Il s'agit d'un problème très sérieux de méthodologie. S'il faut être ferme, et je suis convaincu qu'il faut l'être envers des traders qui auraient truandé pour gagner de l'argent, il faut aussi agir avec précaution pour résoudre ce problème, et ne retenir un nouveau système que si l'on est assuré de sa solidité.

Les banques centrales des principaux pays du monde ont décidé de s'en saisir. Nous y travaillerons cet été ; nous en discuterons en septembre, sachant que si les solutions techniques que l'on trouve sont trop éloignées du mode de fixation antérieur, il y a un risque de non continuité juridique des contrats.

Quant à l'Euribor, la Commission va l'étudier et nous ferons de même, bien qu'il ne fasse l'objet d'aucune accusation précise. Ce taux est d'ailleurs beaucoup plus difficile à manipuler. En effet, le nombre de banques interrogées est trois fois plus élevé ; elles ne sont pas concentrées à Londres, mais réparties dans toute la zone euro ; enfin, la méthode de fixation est légèrement différente de celle qui détermine le Libor puisque l'on demande aux banques le taux auquel elles prêtent et non celui auquel elles empruntent, ce qui n'encourage pas les manipulations.

Il est exact que le mois d'août est traditionnellement dangereux, monsieur Mariton, et nous resterons l'arme au pied ; mais le pire n'est jamais certain.

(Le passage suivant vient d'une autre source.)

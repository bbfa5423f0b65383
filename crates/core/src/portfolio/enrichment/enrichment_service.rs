//! Service for enriching holdings with live quotes.

use std::sync::Arc;

use async_trait::async_trait;
use futures::future::join_all;
use log::{debug, info};

use folio_market_data::QuoteProvider;

use crate::errors::Result;
use crate::holdings::{Holding, HoldingSourceTrait};

use super::{apply_portfolio_weights, EnrichedHolding};

/// Trait for the enrichment pipeline.
#[async_trait]
pub trait EnrichmentServiceTrait: Send + Sync {
    /// Enriches every holding, in input order. Never fails: a holding whose
    /// quotes could not be fetched comes back with its live fields absent.
    async fn enrich(&self, holdings: &[Holding]) -> Vec<EnrichedHolding>;

    /// Loads holdings from `source` and enriches them.
    async fn enrich_from_source(
        &self,
        source: &dyn HoldingSourceTrait,
    ) -> Result<Vec<EnrichedHolding>>;
}

/// Fans out to every quote provider for every holding concurrently, then
/// computes portfolio weights once all fetches are in.
pub struct EnrichmentService {
    providers: Vec<Arc<dyn QuoteProvider>>,
}

impl EnrichmentService {
    /// Providers are merged in the order given: earlier providers win where
    /// both supply a field.
    pub fn new(providers: Vec<Arc<dyn QuoteProvider>>) -> Self {
        Self { providers }
    }

    async fn enrich_holding(&self, holding: &Holding) -> EnrichedHolding {
        let records = join_all(
            self.providers
                .iter()
                .map(|provider| provider.fetch(&holding.symbol)),
        )
        .await;
        debug!(
            "Fetched {} quote record(s) for {}",
            records.len(),
            holding.symbol
        );
        EnrichedHolding::from_quotes(holding.clone(), &records)
    }
}

#[async_trait]
impl EnrichmentServiceTrait for EnrichmentService {
    async fn enrich(&self, holdings: &[Holding]) -> Vec<EnrichedHolding> {
        let mut enriched = join_all(holdings.iter().map(|h| self.enrich_holding(h))).await;

        // Every fetch has completed here; weights need the whole list.
        apply_portfolio_weights(&mut enriched);

        let priced = enriched.iter().filter(|h| h.price.is_some()).count();
        let failed = enriched.iter().filter(|h| h.error.is_some()).count();
        info!(
            "Enriched {} holdings ({} priced, {} with fetch errors)",
            enriched.len(),
            priced,
            failed
        );
        enriched
    }

    async fn enrich_from_source(
        &self,
        source: &dyn HoldingSourceTrait,
    ) -> Result<Vec<EnrichedHolding>> {
        let holdings = source.load_holdings().await?;
        Ok(self.enrich(&holdings).await)
    }
}
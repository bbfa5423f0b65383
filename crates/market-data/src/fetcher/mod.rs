//! The network fetch capability used by quote sources.
//!
//! [`DocumentFetcher`] is the seam between quote sources and the network:
//! production code uses [`HttpFetcher`], tests substitute in-memory fetchers.

mod headers;

use std::time::Duration;

use async_trait::async_trait;
use reqwest::header::HeaderMap;
use reqwest::Client;
use tracing::debug;

use crate::errors::MarketDataError;

pub use headers::{document_headers, DEFAULT_USER_AGENT};

/// Default request timeout.
pub const DEFAULT_REQUEST_TIMEOUT: Duration = Duration::from_secs(10);

/// Fetches a raw document body from a URL.
#[async_trait]
pub trait DocumentFetcher: Send + Sync {
    /// Fetch `url` with `headers`, returning the body on a 2xx response.
    ///
    /// Timeouts, transport errors and non-success statuses are all errors.
    async fn fetch(&self, url: &str, headers: &HeaderMap) -> Result<String, MarketDataError>;
}

/// [`DocumentFetcher`] backed by a shared `reqwest` client.
#[derive(Clone)]
pub struct HttpFetcher {
    client: Client,
}

impl HttpFetcher {
    /// Create a fetcher whose requests are bounded by `timeout`.
    pub fn new(timeout: Duration) -> Result<Self, MarketDataError> {
        let client = Client::builder()
            .timeout(timeout)
            .build()
            .map_err(|e| MarketDataError::ProviderError {
                provider: "http".to_string(),
                message: format!("Failed to create HTTP client: {}", e),
            })?;

        Ok(Self { client })
    }
}

#[async_trait]
impl DocumentFetcher for HttpFetcher {
    async fn fetch(&self, url: &str, headers: &HeaderMap) -> Result<String, MarketDataError> {
        debug!("GET {}", url);

        let response = self
            .client
            .get(url)
            .headers(headers.clone())
            .send()
            .await
            .map_err(|e| {
                if e.is_timeout() {
                    MarketDataError::Timeout {
                        url: url.to_string(),
                    }
                } else {
                    MarketDataError::Network(e)
                }
            })?;

        let status = response.status();
        if !status.is_success() {
            return Err(MarketDataError::HttpStatus {
                status: status.as_u16(),
                url: url.to_string(),
            });
        }

        response.text().await.map_err(|e| {
            if e.is_timeout() {
                MarketDataError::Timeout {
                    url: url.to_string(),
                }
            } else {
                MarketDataError::Network(e)
            }
        })
    }
}
//! Folio Market Data Crate
//!
//! This crate turns unstructured quote pages into structured quote records.
//!
//! # Overview
//!
//! - [`TimedCache`] - process-wide key/value store with per-entry expiry
//! - [`FieldExtractor`] - ordered extraction strategies per field, pure
//! - [`DocumentFetcher`] - the network seam, with a `reqwest` implementation
//! - [`QuoteSource`] - cache + fetcher + extractor behind [`QuoteProvider`]
//!
//! # Architecture
//!
//! ```text
//! +------------------+
//! |  QuoteProvider   |  (what the enrichment pipeline sees)
//! +------------------+
//!          |
//!          v
//! +------------------+     +------------------+
//! |   QuoteSource    | --> |   TimedCache     |  (hit: return cached record)
//! +------------------+     +------------------+
//!          | miss
//!          v
//! +------------------+
//! | DocumentFetcher  |  (bounded by timeout; failures are not cached)
//! +------------------+
//!          |
//!          v
//! +------------------+
//! |  FieldExtractor  |  (first parseable strategy per field wins)
//! +------------------+
//! ```

pub mod cache;
pub mod errors;
pub mod extractor;
pub mod fetcher;
pub mod models;
pub mod provider;

pub use cache::{spawn_sweeper, QuoteCache, TimedCache, DEFAULT_TTL};
pub use errors::MarketDataError;
pub use extractor::{parse_decimal, ExtractionStrategy, FieldExtractor};
pub use fetcher::{
    document_headers, DocumentFetcher, HttpFetcher, DEFAULT_REQUEST_TIMEOUT, DEFAULT_USER_AGENT,
};
pub use models::{QuoteField, QuoteFields, QuoteRecord};
pub use provider::google::{google_config, google_extractor, google_source, GOOGLE_SOURCE_ID};
pub use provider::yahoo::{yahoo_config, yahoo_extractor, yahoo_source, YAHOO_SOURCE_ID};
pub use provider::{QuoteProvider, QuoteSource, SourceConfig};
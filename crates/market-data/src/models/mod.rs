//! Market data models
//!
//! - `field` - The quote fields an extractor knows how to read (QuoteField)
//! - `quote` - Extracted field sets and stamped quote records (QuoteFields, QuoteRecord)

mod field;
mod quote;

pub use field::QuoteField;
pub use quote::{QuoteFields, QuoteRecord};
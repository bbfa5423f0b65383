use std::collections::HashMap;

use log::debug;

use super::SectorSummary;
use crate::portfolio::enrichment::EnrichedHolding;

/// Group enriched holdings by sector label.
///
/// Holdings without a sector go to "Others". Sectors come back by descending
/// total investment, ties broken by label; holdings keep their input order
/// within a sector. Every call recomputes from scratch.
pub fn aggregate_by_sector(holdings: &[EnrichedHolding]) -> Vec<SectorSummary> {
    let mut by_sector: HashMap<String, SectorSummary> = HashMap::new();

    for holding in holdings {
        let label = holding.sector_label();
        by_sector
            .entry(label.to_string())
            .or_insert_with(|| SectorSummary::new(label))
            .add(holding.clone());
    }

    let mut sectors: Vec<SectorSummary> = by_sector
        .into_values()
        .map(|mut summary| {
            summary.finish();
            summary
        })
        .collect();

    sectors.sort_by(|a, b| {
        b.total_investment
            .cmp(&a.total_investment)
            .then_with(|| a.sector.cmp(&b.sector))
    });

    debug!(
        "Aggregated {} holdings into {} sectors",
        holdings.len(),
        sectors.len()
    );
    sectors
}
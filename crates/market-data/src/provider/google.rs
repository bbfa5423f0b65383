//! Google Finance quote page source (valuation ratios).
//!
//! Key statistics are rendered as label/value rows; the value is the next
//! sibling of the label's wrapper, with a tooltip in between. Ratios change
//! slowly, so this source caches for longer than the price source.

use std::sync::Arc;
use std::time::Duration;

use crate::cache::QuoteCache;
use crate::extractor::{ExtractionStrategy, FieldExtractor};
use crate::fetcher::DocumentFetcher;
use crate::models::QuoteField;

use super::{QuoteSource, SourceConfig};

pub const GOOGLE_SOURCE_ID: &str = "google";
pub const GOOGLE_QUOTE_URL: &str = "https://www.google.com/finance/quote/{symbol}";

/// Default cache TTL for Google records.
pub const GOOGLE_TTL: Duration = Duration::from_secs(30);

pub fn google_config() -> SourceConfig {
    SourceConfig::new(GOOGLE_SOURCE_ID, GOOGLE_QUOTE_URL).with_ttl(GOOGLE_TTL)
}

/// Extraction strategies for the Google Finance quote page.
pub fn google_extractor() -> FieldExtractor {
    FieldExtractor::new()
        .with_strategies(
            QuoteField::PeRatio,
            [
                ExtractionStrategy::labelled("P/E ratio"),
                ExtractionStrategy::pattern(r#"(?s)P/E ratio<.*?class="P6K39c">([^<]+)<"#),
            ],
        )
        .with_strategies(
            QuoteField::Eps,
            [
                ExtractionStrategy::labelled("Earnings per share"),
                ExtractionStrategy::labelled("EPS"),
            ],
        )
        .with_strategies(
            QuoteField::Price,
            [
                ExtractionStrategy::css_attr("[data-last-price]", "data-last-price"),
                ExtractionStrategy::css("div.YMlKec.fxKbKc"),
            ],
        )
        .with_strategies(
            QuoteField::Exchange,
            [
                ExtractionStrategy::css_attr("[data-exchange]", "data-exchange"),
                ExtractionStrategy::labelled("Primary exchange"),
            ],
        )
}

/// Google Finance valuation-ratio source.
pub fn google_source(
    config: SourceConfig,
    cache: Arc<QuoteCache>,
    fetcher: Arc<dyn DocumentFetcher>,
) -> QuoteSource {
    QuoteSource::new(config, google_extractor(), cache, fetcher)
}
use rust_decimal::Decimal;
use serde::{Deserialize, Serialize};

use crate::portfolio::enrichment::EnrichedHolding;
use crate::utils::decimal_utils::{accumulate, ratio_or_zero};

/// Sums for one sector.
///
/// `total_present_value` and `total_gain_loss` only include holdings that
/// have a price, while `total_investment` includes every holding. Sums
/// saturate at the decimal range instead of overflowing.
#[derive(Serialize, Deserialize, Debug, Clone, PartialEq)]
#[serde(rename_all = "camelCase")]
pub struct SectorSummary {
    pub sector: String,
    pub total_investment: Decimal,
    pub total_present_value: Decimal,
    pub total_gain_loss: Decimal,
    /// `total_gain_loss / total_investment`, or zero when nothing was invested.
    pub total_gain_loss_pct: Decimal,
    #[serde(rename = "stocks")]
    pub holdings: Vec<EnrichedHolding>,
}

impl SectorSummary {
    pub fn new(sector: impl Into<String>) -> Self {
        Self {
            sector: sector.into(),
            total_investment: Decimal::ZERO,
            total_present_value: Decimal::ZERO,
            total_gain_loss: Decimal::ZERO,
            total_gain_loss_pct: Decimal::ZERO,
            holdings: Vec::new(),
        }
    }

    pub(crate) fn add(&mut self, holding: EnrichedHolding) {
        accumulate(
            &mut self.total_investment,
            holding.investment,
            "sector investment",
        );
        if let Some(value) = holding.present_value {
            accumulate(&mut self.total_present_value, value, "sector present value");
        }
        if let Some(gain) = holding.gain_loss {
            accumulate(&mut self.total_gain_loss, gain, "sector gain/loss");
        }
        self.holdings.push(holding);
    }

    pub(crate) fn finish(&mut self) {
        self.total_gain_loss_pct = ratio_or_zero(self.total_gain_loss, self.total_investment);
    }
}

/// Whole-portfolio figures, summed over sector summaries.
#[derive(Serialize, Deserialize, Debug, Clone, Default, PartialEq)]
#[serde(rename_all = "camelCase")]
pub struct PortfolioTotals {
    pub total_investment: Decimal,
    pub total_present_value: Decimal,
    pub total_gain_loss: Decimal,
    pub total_gain_loss_pct: Decimal,
}

impl PortfolioTotals {
    pub fn from_sectors(sectors: &[SectorSummary]) -> Self {
        let mut totals = sectors.iter().fold(Self::default(), |mut acc, s| {
            accumulate(&mut acc.total_investment, s.total_investment, "total investment");
            accumulate(
                &mut acc.total_present_value,
                s.total_present_value,
                "total present value",
            );
            accumulate(&mut acc.total_gain_loss, s.total_gain_loss, "total gain/loss");
            acc
        });
        totals.total_gain_loss_pct =
            ratio_or_zero(totals.total_gain_loss, totals.total_investment);
        totals
    }
}
use std::path::{Path, PathBuf};

use async_trait::async_trait;
use log::debug;

use super::holdings_model::{parse_holdings, Holding};
use crate::errors::{Error, Result};

/// Read-only supplier of the portfolio definition.
#[async_trait]
pub trait HoldingSourceTrait: Send + Sync {
    /// Returns the holdings in definition order.
    async fn load_holdings(&self) -> Result<Vec<Holding>>;
}

/// Holdings read from a JSON file on every call.
#[derive(Debug, Clone)]
pub struct JsonFileHoldingSource {
    path: PathBuf,
}

impl JsonFileHoldingSource {
    pub fn new(path: impl Into<PathBuf>) -> Self {
        Self { path: path.into() }
    }

    pub fn path(&self) -> &Path {
        &self.path
    }
}

#[async_trait]
impl HoldingSourceTrait for JsonFileHoldingSource {
    async fn load_holdings(&self) -> Result<Vec<Holding>> {
        let raw = tokio::fs::read_to_string(&self.path).await.map_err(|e| {
            Error::HoldingSource(format!("{}: {}", self.path.display(), e))
        })?;
        let holdings = parse_holdings(&raw)?;
        debug!(
            "Loaded {} holdings from {}",
            holdings.len(),
            self.path.display()
        );
        Ok(holdings)
    }
}

/// Holdings fixed at construction.
#[derive(Debug, Clone, Default)]
pub struct StaticHoldingSource {
    holdings: Vec<Holding>,
}

impl StaticHoldingSource {
    pub fn new(holdings: Vec<Holding>) -> Self {
        Self { holdings }
    }
}

#[async_trait]
impl HoldingSourceTrait for StaticHoldingSource {
    async fn load_holdings(&self) -> Result<Vec<Holding>> {
        Ok(self.holdings.clone())
    }
}

#[cfg(test)]
mod tests {
    use super::*;
    use crate::errors::ValidationError;
    use rust_decimal_macros::dec;
    use std::io::Write;
    use tempfile::NamedTempFile;

    #[tokio::test]
    async fn test_load_from_file() {
        let mut file = NamedTempFile::new().unwrap();
        write!(
            file,
            r#"[{{"symbol": "RELIANCE", "name": "Reliance", "purchasePrice": 2450.5, "quantity": 3, "sector": "Energy"}}]"#
        )
        .unwrap();

        let source = JsonFileHoldingSource::new(file.path());
        let holdings = source.load_holdings().await.unwrap();
        assert_eq!(holdings.len(), 1);
        assert_eq!(holdings[0].purchase_price, dec!(2450.5));
        assert_eq!(holdings[0].sector_label(), "Energy");
    }

    #[tokio::test]
    async fn test_missing_file_is_source_error() {
        let dir = tempfile::tempdir().unwrap();
        let source = JsonFileHoldingSource::new(dir.path().join("missing.json"));
        let err = source.load_holdings().await.unwrap_err();
        assert!(matches!(err, Error::HoldingSource(ref msg) if msg.contains("missing.json")));
    }

    #[tokio::test]
    async fn test_invalid_file_is_validation_error() {
        let mut file = NamedTempFile::new().unwrap();
        write!(file, r#"[{{"symbol": "X", "purchasePrice": "n/a", "quantity": 1}}]"#).unwrap();

        let err = JsonFileHoldingSource::new(file.path())
            .load_holdings()
            .await
            .unwrap_err();
        assert!(matches!(
            err,
            Error::Validation(ValidationError::InvalidHolding { .. })
        ));
    }

    #[tokio::test]
    async fn test_static_source() {
        let source = StaticHoldingSource::new(vec![Holding::new("X", "X", dec!(1), 1)]);
        assert_eq!(source.load_holdings().await.unwrap().len(), 1);
    }
}
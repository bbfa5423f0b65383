//! Holdings module - the static portfolio definition and where it is read from.

mod holdings_model;
mod holdings_source;

pub use holdings_model::{parse_holdings, sector_label_or_default, Holding, HoldingRecord};
pub use holdings_source::{HoldingSourceTrait, JsonFileHoldingSource, StaticHoldingSource};
//! Portfolio module - enrichment, sector roll-up and the combined view.

pub mod enrichment;
pub mod portfolio_service;
pub mod sectors;

pub use enrichment::{
    apply_portfolio_weights, EnrichedHolding, EnrichmentService, EnrichmentServiceTrait,
};
pub use portfolio_service::{PortfolioService, PortfolioServiceTrait, PortfolioView};
pub use sectors::{aggregate_by_sector, PortfolioTotals, SectorSummary};
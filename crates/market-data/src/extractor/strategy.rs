//! Extraction strategies.
//!
//! A strategy turns a parsed document into zero or more raw candidate strings
//! for a field. The extractor parses candidates in order and keeps the first
//! one that parses, so a strategy may return noise (tooltips, headings)
//! without harm.

use regex::Regex;
use scraper::{ElementRef, Html, Selector};
use serde::{Deserialize, Serialize};

use super::parse::normalize_whitespace;

/// How many ancestor levels a labelled lookup climbs looking for a value.
const LABEL_SEARCH_DEPTH: usize = 3;

/// One way of locating a field in a quote document.
#[derive(Clone, Debug, PartialEq, Eq, Serialize, Deserialize)]
#[serde(tag = "kind", rename_all = "camelCase")]
pub enum ExtractionStrategy {
    /// Elements matching a CSS selector. Yields each element's text, or the
    /// value of `attribute` when one is given.
    Css {
        selector: String,
        attribute: Option<String>,
    },
    /// Elements whose whole text equals `label` (case-insensitive). Yields the
    /// text of the next sibling element of the label, then of its parent, and
    /// so on for a few levels.
    Labelled { label: String },
    /// A regular expression run over the raw document. Yields capture group 1
    /// of every match.
    Pattern { regex: String },
}

/// The two views of a document a strategy can read.
pub(crate) struct Document<'a> {
    pub raw: &'a str,
    pub html: &'a Html,
}

impl ExtractionStrategy {
    pub fn css(selector: impl Into<String>) -> Self {
        Self::Css {
            selector: selector.into(),
            attribute: None,
        }
    }

    pub fn css_attr(selector: impl Into<String>, attribute: impl Into<String>) -> Self {
        Self::Css {
            selector: selector.into(),
            attribute: Some(attribute.into()),
        }
    }

    pub fn labelled(label: impl Into<String>) -> Self {
        Self::Labelled {
            label: label.into(),
        }
    }

    pub fn pattern(regex: impl Into<String>) -> Self {
        Self::Pattern {
            regex: regex.into(),
        }
    }

    /// Check that the selector or regex compiles.
    pub fn validate(&self) -> Result<(), String> {
        match self {
            Self::Css { selector, .. } => Selector::parse(selector)
                .map(|_| ())
                .map_err(|e| format!("invalid selector '{}': {}", selector, e)),
            Self::Labelled { label } => {
                if normalize_whitespace(label).is_empty() {
                    Err("empty label".to_string())
                } else {
                    Ok(())
                }
            }
            Self::Pattern { regex } => {
                let compiled =
                    Regex::new(regex).map_err(|e| format!("invalid regex '{}': {}", regex, e))?;
                if compiled.captures_len() < 2 {
                    return Err(format!("regex '{}' has no capture group", regex));
                }
                Ok(())
            }
        }
    }

    /// Raw candidate strings for this strategy, in document order.
    pub(crate) fn candidates(&self, document: &Document<'_>) -> Vec<String> {
        match self {
            Self::Css {
                selector,
                attribute,
            } => css_candidates(document.html, selector, attribute.as_deref()),
            Self::Labelled { label } => labelled_candidates(document.html, label),
            Self::Pattern { regex } => pattern_candidates(document.raw, regex),
        }
    }
}

fn element_text(element: &ElementRef<'_>) -> String {
    normalize_whitespace(&element.text().collect::<Vec<_>>().join(" "))
}

fn css_candidates(html: &Html, selector: &str, attribute: Option<&str>) -> Vec<String> {
    let Ok(selector) = Selector::parse(selector) else {
        return Vec::new();
    };

    html.select(&selector)
        .filter_map(|element| match attribute {
            Some(name) => element.value().attr(name).map(str::to_string),
            None => Some(element_text(&element)),
        })
        .filter(|text| !text.trim().is_empty())
        .collect()
}

fn next_sibling_element<'a>(element: &ElementRef<'a>) -> Option<ElementRef<'a>> {
    element.next_siblings().find_map(ElementRef::wrap)
}

fn labelled_candidates(html: &Html, label: &str) -> Vec<String> {
    let wanted = normalize_whitespace(label).to_lowercase();
    if wanted.is_empty() {
        return Vec::new();
    }

    let mut candidates = Vec::new();
    for element in html.root_element().descendants().filter_map(ElementRef::wrap) {
        if element_text(&element).to_lowercase() != wanted {
            continue;
        }

        let mut current = Some(element);
        for _ in 0..LABEL_SEARCH_DEPTH {
            let Some(node) = current else {
                break;
            };
            if let Some(sibling) = next_sibling_element(&node) {
                let text = element_text(&sibling);
                if !text.is_empty() {
                    candidates.push(text);
                }
            }
            current = node.parent().and_then(ElementRef::wrap);
        }
    }
    candidates
}

fn pattern_candidates(raw: &str, regex: &str) -> Vec<String> {
    let Ok(regex) = Regex::new(regex) else {
        return Vec::new();
    };

    regex
        .captures_iter(raw)
        .filter_map(|captures| captures.get(1))
        .map(|m| m.as_str().to_string())
        .filter(|text| !text.trim().is_empty())
        .collect()
}

#[cfg(test)]
mod tests {
    use super::*;

    fn candidates(strategy: &ExtractionStrategy, raw: &str) -> Vec<String> {
        let html = Html::parse_document(raw);
        strategy.candidates(&Document { raw, html: &html })
    }

    #[test]
    fn test_css_text_candidates() {
        let raw = r#"<div><fin-streamer data-field="regularMarketPrice">1,520.30</fin-streamer></div>"#;
        let strategy = ExtractionStrategy::css(r#"fin-streamer[data-field="regularMarketPrice"]"#);
        assert_eq!(candidates(&strategy, raw), vec!["1,520.30".to_string()]);
    }

    #[test]
    fn test_css_attribute_candidates() {
        let raw = r#"<div data-last-price="2845.1" data-exchange="NSE">₹2,845.10</div>"#;
        let strategy = ExtractionStrategy::css_attr("[data-last-price]", "data-last-price");
        assert_eq!(candidates(&strategy, raw), vec!["2845.1".to_string()]);
    }

    #[test]
    fn test_labelled_climbs_past_tooltip() {
        let raw = r#"
            <div class="row">
              <span><div class="label">P/E ratio</div><div class="tip">The ratio of price to earnings</div></span>
              <div class="value">24.53</div>
            </div>"#;
        let strategy = ExtractionStrategy::labelled("p/e RATIO");
        let found = candidates(&strategy, raw);
        assert_eq!(found[0], "The ratio of price to earnings");
        assert!(found.contains(&"24.53".to_string()));
    }

    #[test]
    fn test_pattern_candidates_use_first_group() {
        let raw = r#"{"regularMarketPrice":{"raw":187.44,"fmt":"187.44"}}"#;
        let strategy = ExtractionStrategy::pattern(r#""regularMarketPrice":\{"raw":(-?[0-9.]+)"#);
        assert_eq!(candidates(&strategy, raw), vec!["187.44".to_string()]);
    }

    #[test]
    fn test_invalid_strategies_yield_nothing() {
        let raw = "<div>1</div>";
        assert!(candidates(&ExtractionStrategy::css("div[["), raw).is_empty());
        assert!(candidates(&ExtractionStrategy::pattern("(unclosed"), raw).is_empty());
    }

    #[test]
    fn test_validate() {
        assert!(ExtractionStrategy::css("div.price").validate().is_ok());
        assert!(ExtractionStrategy::css("div[[").validate().is_err());
        assert!(ExtractionStrategy::pattern("no group").validate().is_err());
        assert!(ExtractionStrategy::pattern("(ok)").validate().is_ok());
        assert!(ExtractionStrategy::labelled("  ").validate().is_err());
    }
}
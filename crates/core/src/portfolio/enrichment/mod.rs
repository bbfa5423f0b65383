//! Enrichment - joins static holdings with live quotes.

mod enrichment_model;
mod enrichment_service;


pub use enrichment_model::{apply_portfolio_weights, EnrichedHolding};
pub use enrichment_service::{EnrichmentService, EnrichmentServiceTrait};
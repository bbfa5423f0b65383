/// Sector label used for holdings without one
pub const DEFAULT_SECTOR: &str = "Others";

/// Value reported as portfolio weight when it cannot be computed
pub const ZERO_PERCENT: &str = "0.00";

/// Decimal places kept for portfolio weights
pub const PERCENT_DECIMAL_PRECISION: u32 = 2;
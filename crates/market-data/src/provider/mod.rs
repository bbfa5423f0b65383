//! Quote sources.
//!
//! This module contains:
//! - The `QuoteProvider` trait the enrichment pipeline depends on
//! - `QuoteSource`, a cached, timeout-bounded document source
//! - Source presets (Yahoo Finance quote page, Google Finance quote page)
//!
//! # Fetch flow
//!
//! ```text
//! fetch(symbol)
//!     |
//!     v
//! cache hit? --yes--> cached QuoteRecord
//!     | no
//!     v
//! DocumentFetcher (bounded by timeout) --error--> failure record (not cached)
//!     | body
//!     v
//! FieldExtractor --> success record --> cache (source TTL)
//! ```

mod quote_source;
mod traits;

pub mod google;
pub mod yahoo;

pub use quote_source::{QuoteSource, SourceConfig};
pub use traits::QuoteProvider;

Le fonds de garantie doit être un dispositif puissant, monsieur Emmanuelli. Comme le nôtre, il pourrait être à la fois fonds de garantie, d'intervention, de recapitalisation et de restructuration. À mon sens, il devrait être alimenté par une contribution annuelle de tous les établissements de crédit de la zone euro et pourrait, s'il le fallait, emprunter en bénéficiant d'une garantie souveraine de la zone, le temps de rentrer dans ses fonds. Ce que le Parlement français a décidé à propos de la taxe systémique devrait être généralisé à la zone euro et alimenter ce fonds.